A complete transcription of the material, exact in every line, is what is wanted.

▶ EXERCISE MATERIALS:
========================================================================
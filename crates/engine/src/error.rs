//! The module contains the errors the engine can return.
//!
//! - [`EngineError`] for malformed user input (amounts, currencies).
//! - [`GatewayError`] for failed gateway calls.
//! - [`LoadError`] when a dashboard load is aborted.
//! - [`FormError`] when a form submission is rejected.
//!
//!  [`GatewayError`]: crate::gateway::GatewayError
use thiserror::Error;

use crate::gateway::{GatewayError, Operation};

/// Engine custom errors.
#[derive(Error, Debug, PartialEq, Eq)]
pub enum EngineError {
    #[error("Invalid amount: {0}")]
    InvalidAmount(String),
    #[error("Unsupported currency: {0}")]
    UnsupportedCurrency(String),
}

/// A dashboard load aborted because one of its queries failed.
///
/// The message shown to the user is always the generic one; the source is
/// kept for logs.
#[derive(Error, Debug)]
#[error("Failed to load dashboard data")]
pub struct LoadError {
    pub operation: Operation,
    #[source]
    pub source: GatewayError,
}

/// Why a form submission did not create a row.
#[derive(Error, Debug, PartialEq, Eq)]
pub enum FormError {
    /// Rejected before any gateway call.
    #[error("{0}")]
    Validation(&'static str),
    /// The gateway refused the insert; the message is shown verbatim.
    #[error("{0}")]
    Gateway(String),
}
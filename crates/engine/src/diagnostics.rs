//! Connectivity check: a fixed sequence of read checks against the gateway.
//!
//! A failing check never stops the ones after it.

use api_types::{Query, category::Categories, expense::Expenses, income::Incomes, views::SpendingSummaryParams};

use crate::{Currency, gateway::Gateway, summary::SpendingSummary};

#[derive(Clone, Debug, PartialEq, Eq)]
pub enum CheckStatus {
    Success(String),
    Failed(String),
}

#[derive(Clone, Debug, PartialEq, Eq)]
pub struct Check {
    pub name: &'static str,
    pub status: CheckStatus,
}

impl Check {
    pub fn passed(&self) -> bool {
        matches!(self.status, CheckStatus::Success(_))
    }
}

pub async fn run_checks<G: Gateway>(gateway: &G, currency: Currency) -> Vec<Check> {
    let mut checks = Vec::with_capacity(5);

    let status = match gateway.list::<Categories>(&Query::new()).await {
        Ok(rows) => CheckStatus::Success(format!("Found {} expense categories", rows.len())),
        Err(err) => CheckStatus::Failed(err.to_string()),
    };
    checks.push(Check {
        name: "Fetch Expense Categories",
        status,
    });

    let status = match gateway.list::<Expenses>(&Query::new()).await {
        Ok(rows) => CheckStatus::Success(format!("Found {} expenses", rows.len())),
        Err(err) => CheckStatus::Failed(err.to_string()),
    };
    checks.push(Check {
        name: "Fetch Expenses",
        status,
    });

    let status = match gateway.list::<Incomes>(&Query::new()).await {
        Ok(rows) => CheckStatus::Success(format!("Found {} income records", rows.len())),
        Err(err) => CheckStatus::Failed(err.to_string()),
    };
    checks.push(Check {
        name: "Fetch Income",
        status,
    });

    let status = match gateway.expense_summary_by_category().await {
        Ok(rows) => CheckStatus::Success(format!("Found {} category summaries", rows.len())),
        Err(err) => CheckStatus::Failed(err.to_string()),
    };
    checks.push(Check {
        name: "Expense Summary by Category",
        status,
    });

    let status = match gateway.spending_summary(&SpendingSummaryParams::default()).await {
        Ok(rows) => CheckStatus::Success(match rows.first() {
            Some(row) => {
                let summary = SpendingSummary::from_row(row);
                format!(
                    "Expenses: {}, Income: {}, Net: {}",
                    summary.total_expenses.format(currency),
                    summary.total_income.format(currency),
                    summary.net_amount.format(currency)
                )
            }
            None => "No data returned".to_string(),
        }),
        Err(err) => CheckStatus::Failed(err.to_string()),
    };
    checks.push(Check {
        name: "Spending Summary Function",
        status,
    });

    for check in &checks {
        match &check.status {
            CheckStatus::Success(detail) => tracing::info!(check = check.name, "{detail}"),
            CheckStatus::Failed(message) => tracing::error!(check = check.name, "{message}"),
        }
    }
    checks
}
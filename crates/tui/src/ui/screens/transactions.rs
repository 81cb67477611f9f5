use engine::MoneyCents;
use ratatui::{
    Frame,
    layout::{Constraint, Direction, Layout, Rect},
    style::{Modifier, Style},
    text::{Line, Span},
    widgets::{List, ListItem, ListState, Paragraph},
};

use crate::{
    app::AppState,
    ui::{
        components::{card::Card, money::styled_amount},
        theme::Theme,
    },
};

pub fn render(frame: &mut Frame<'_>, area: Rect, state: &AppState) {
    let theme = Theme::default();
    let transactions = &state.transactions;
    let currency = state.currency();

    let layout = Layout::default()
        .direction(Direction::Vertical)
        .constraints([Constraint::Length(1), Constraint::Min(3)])
        .split(area);

    let header = Line::from(vec![
        Span::styled(" Type: ", Style::default().fg(theme.text_muted)),
        Span::styled(
            transactions.type_filter.label(),
            Style::default().fg(theme.text),
        ),
        Span::styled("   Range: ", Style::default().fg(theme.text_muted)),
        Span::styled(transactions.range.label(), Style::default().fg(theme.text)),
        Span::styled(
            format!("   {} shown", transactions.items.len()),
            Style::default().fg(theme.dim),
        ),
    ]);
    frame.render_widget(Paragraph::new(header), layout[0]);

    let card = Card::new("Transactions", &theme).focused(true);
    let inner = card.inner(layout[1]);
    card.render_frame(frame, layout[1]);

    if let Some(error) = &transactions.error
        && !transactions.loaded
    {
        frame.render_widget(
            Paragraph::new(Span::styled(error.clone(), Style::default().fg(theme.error))),
            inner,
        );
        return;
    }

    if transactions.items.is_empty() {
        frame.render_widget(
            Paragraph::new(Span::styled(
                "No transactions found",
                Style::default().fg(theme.dim),
            )),
            inner,
        );
        return;
    }

    let items: Vec<ListItem> = transactions
        .items
        .iter()
        .map(|tx| {
            let magnitude = MoneyCents::coerce(&tx.amount).abs();
            let signed = if tx.is_credit() { magnitude } else { -magnitude };
            let date = tx
                .trans_date
                .map(|d| d.format("%Y-%m-%d").to_string())
                .unwrap_or_else(|| "----------".to_string());
            let name = [tx.name.as_deref(), tx.description.as_deref()]
                .into_iter()
                .flatten()
                .find(|s| !s.trim().is_empty())
                .unwrap_or("Transaction")
                .to_string();
            ListItem::new(Line::from(vec![
                Span::styled(format!("{date}  "), Style::default().fg(theme.dim)),
                Span::styled(name, Style::default().fg(theme.text)),
                Span::raw("  "),
                styled_amount(signed, currency, &theme),
            ]))
        })
        .collect();

    let list = List::new(items).highlight_style(
        Style::default()
            .bg(theme.border)
            .add_modifier(Modifier::BOLD),
    );
    let mut list_state = ListState::default().with_selected(Some(transactions.selected));
    frame.render_stateful_widget(list, inner, &mut list_state);
}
========================================================================
▶ ANSWER BOX:
filename crates/engine/src/error.rs
//! The module contains the errors the engine can return.
//!
//! - [`EngineError`] for malformed user input (amounts, currencies).
//! - [`GatewayError`] for failed gateway calls.
//! - [`LoadError`] when a dashboard load is aborted.
//! - [`FormError`] when a form submission is rejected.
//!
//!  [`GatewayError`]: crate::gateway::GatewayError
use thiserror::Error;

use crate::gateway::{GatewayError, Operation};

/// Engine custom errors.
#[derive(Error, Debug, PartialEq, Eq)]
pub enum EngineError {
    #[error("Invalid amount: {0}")]
    InvalidAmount(String),
    #[error("Unsupported currency: {0}")]
    UnsupportedCurrency(String),
}

/// A dashboard load aborted because one of its queries failed.
///
/// The message shown to the user is always the generic one; the source is
/// kept for logs.
#[derive(Error, Debug)]
#[error("Failed to load dashboard data")]
pub struct LoadError {
    pub operation: Operation,
    #[source]
    pub source: GatewayError,
}

/// Why a form submission did not create a row.
#[derive(Error, Debug, PartialEq, Eq)]
pub enum FormError {
    /// Rejected before any gateway call.
    #[error("{0}")]
    Validation(&'static str),
    /// The gateway refused the insert; the message is shown verbatim.
    #[error("{0}")]
    Gateway(String),
}
filename crates/engine/src/diagnostics.rs
//! Connectivity check: a fixed sequence of read checks against the gateway.
//!
//! A failing check never stops the ones after it.

use api_types::{Query, category::Categories, expense::Expenses, income::Incomes, views::SpendingSummaryParams};

use crate::{Currency, gateway::Gateway, summary::SpendingSummary};

#[derive(Clone, Debug, PartialEq, Eq)]
pub enum CheckStatus {
    Success(String),
    Failed(String),
}

#[derive(Clone, Debug, PartialEq, Eq)]
pub struct Check {
    pub name: &'static str,
    pub status: CheckStatus,
}

impl Check {
    pub fn passed(&self) -> bool {
        matches!(self.status, CheckStatus::Success(_))
    }
}

pub async fn run_checks<G: Gateway>(gateway: &G, currency: Currency) -> Vec<Check> {
    let mut checks = Vec::with_capacity(5);

    let status = match gateway.list::<Categories>(&Query::new()).await {
        Ok(rows) => CheckStatus::Success(format!("Found {} expense categories", rows.len())),
        Err(err) => CheckStatus::Failed(err.to_string()),
    };
    checks.push(Check {
        name: "Fetch Expense Categories",
        status,
    });

    let status = match gateway.list::<Expenses>(&Query::new()).await {
        Ok(rows) => CheckStatus::Success(format!("Found {} expenses", rows.len())),
        Err(err) => CheckStatus::Failed(err.to_string()),
    };
    checks.push(Check {
        name: "Fetch Expenses",
        status,
    });

    let status = match gateway.list::<Incomes>(&Query::new()).await {
        Ok(rows) => CheckStatus::Success(format!("Found {} income records", rows.len())),
        Err(err) => CheckStatus::Failed(err.to_string()),
    };
    checks.push(Check {
        name: "Fetch Income",
        status,
    });

    let status = match gateway.expense_summary_by_category().await {
        Ok(rows) => CheckStatus::Success(format!("Found {} category summaries", rows.len())),
        Err(err) => CheckStatus::Failed(err.to_string()),
    };
    checks.push(Check {
        name: "Expense Summary by Category",
        status,
    });

    let status = match gateway.spending_summary(&SpendingSummaryParams::default()).await {
        Ok(rows) => CheckStatus::Success(match rows.first() {
            Some(row) => {
                let summary = SpendingSummary::from_row(row);
                format!(
                    "Expenses: {}, Income: {}, Net: {}",
                    summary.total_expenses.format(currency),
                    summary.total_income.format(currency),
                    summary.net_amount.format(currency)
                )
            }
            None => "No data returned".to_string(),
        }),
        Err(err) => CheckStatus::Failed(err.to_string()),
    };
    checks.push(Check {
        name: "Spending Summary Function",
        status,
    });

    for check in &checks {
        match &check.status {
            CheckStatus::Success(detail) => tracing::info!(check = check.name, "{detail}"),
            CheckStatus::Failed(message) => tracing::error!(check = check.name, "{message}"),
        }
    }
    checks
}
filename crates/tui/src/ui/screens/transactions.rs
repository 81cb67477611f9f5
use engine::MoneyCents;
use ratatui::{
    Frame,
    layout::{Constraint, Direction, Layout, Rect},
    style::{Modifier, Style},
    text::{Line, Span},
    widgets::{List, ListItem, ListState, Paragraph},
};

use crate::{
    app::AppState,
    ui::{
        components::{card::Card, money::styled_amount},
        theme::Theme,
    },
};

pub fn render(frame: &mut Frame<'_>, area: Rect, state: &AppState) {
    let theme = Theme::default();
    let transactions = &state.transactions;
    let currency = state.currency();

    let layout = Layout::default()
        .direction(Direction::Vertical)
        .constraints([Constraint::Length(1), Constraint::Min(3)])
        .split(area);

    let header = Line::from(vec![
        Span::styled(" Type: ", Style::default().fg(theme.text_muted)),
        Span::styled(
            transactions.type_filter.label(),
            Style::default().fg(theme.text),
        ),
        Span::styled("   Range: ", Style::default().fg(theme.text_muted)),
        Span::styled(transactions.range.label(), Style::default().fg(theme.text)),
        Span::styled(
            format!("   {} shown", transactions.items.len()),
            Style::default().fg(theme.dim),
        ),
    ]);
    frame.render_widget(Paragraph::new(header), layout[0]);

    let card = Card::new("Transactions", &theme).focused(true);
    let inner = card.inner(layout[1]);
    card.render_frame(frame, layout[1]);

    if let Some(error) = &transactions.error
        && !transactions.loaded
    {
        frame.render_widget(
            Paragraph::new(Span::styled(error.clone(), Style::default().fg(theme.error))),
            inner,
        );
        return;
    }

    if transactions.items.is_empty() {
        frame.render_widget(
            Paragraph::new(Span::styled(
                "No transactions found",
                Style::default().fg(theme.dim),
            )),
            inner,
        );
        return;
    }

    let items: Vec<ListItem> = transactions
        .items
        .iter()
        .map(|tx| {
            let magnitude = MoneyCents::coerce(&tx.amount).abs();
            let signed = if tx.is_credit() { magnitude } else { -magnitude };
            let date = tx
                .trans_date
                .map(|d| d.format("%Y-%m-%d").to_string())
                .unwrap_or_else(|| "----------".to_string());
            let name = [tx.name.as_deref(), tx.description.as_deref()]
                .into_iter()
                .flatten()
                .find(|s| !s.trim().is_empty())
                .unwrap_or("Transaction")
                .to_string();
            ListItem::new(Line::from(vec![
                Span::styled(format!("{date}  "), Style::default().fg(theme.dim)),
                Span::styled(name, Style::default().fg(theme.text)),
                Span::raw("  "),
                styled_amount(signed, currency, &theme),
            ]))
        })
        .collect();

    let list = List::new(items).highlight_style(
        Style::default()
            .bg(theme.border)
            .add_modifier(Modifier::BOLD),
    );
    let mut list_state = ListState::default().with_selected(Some(transactions.selected));
    frame.render_stateful_widget(list, inner, &mut list_state);
}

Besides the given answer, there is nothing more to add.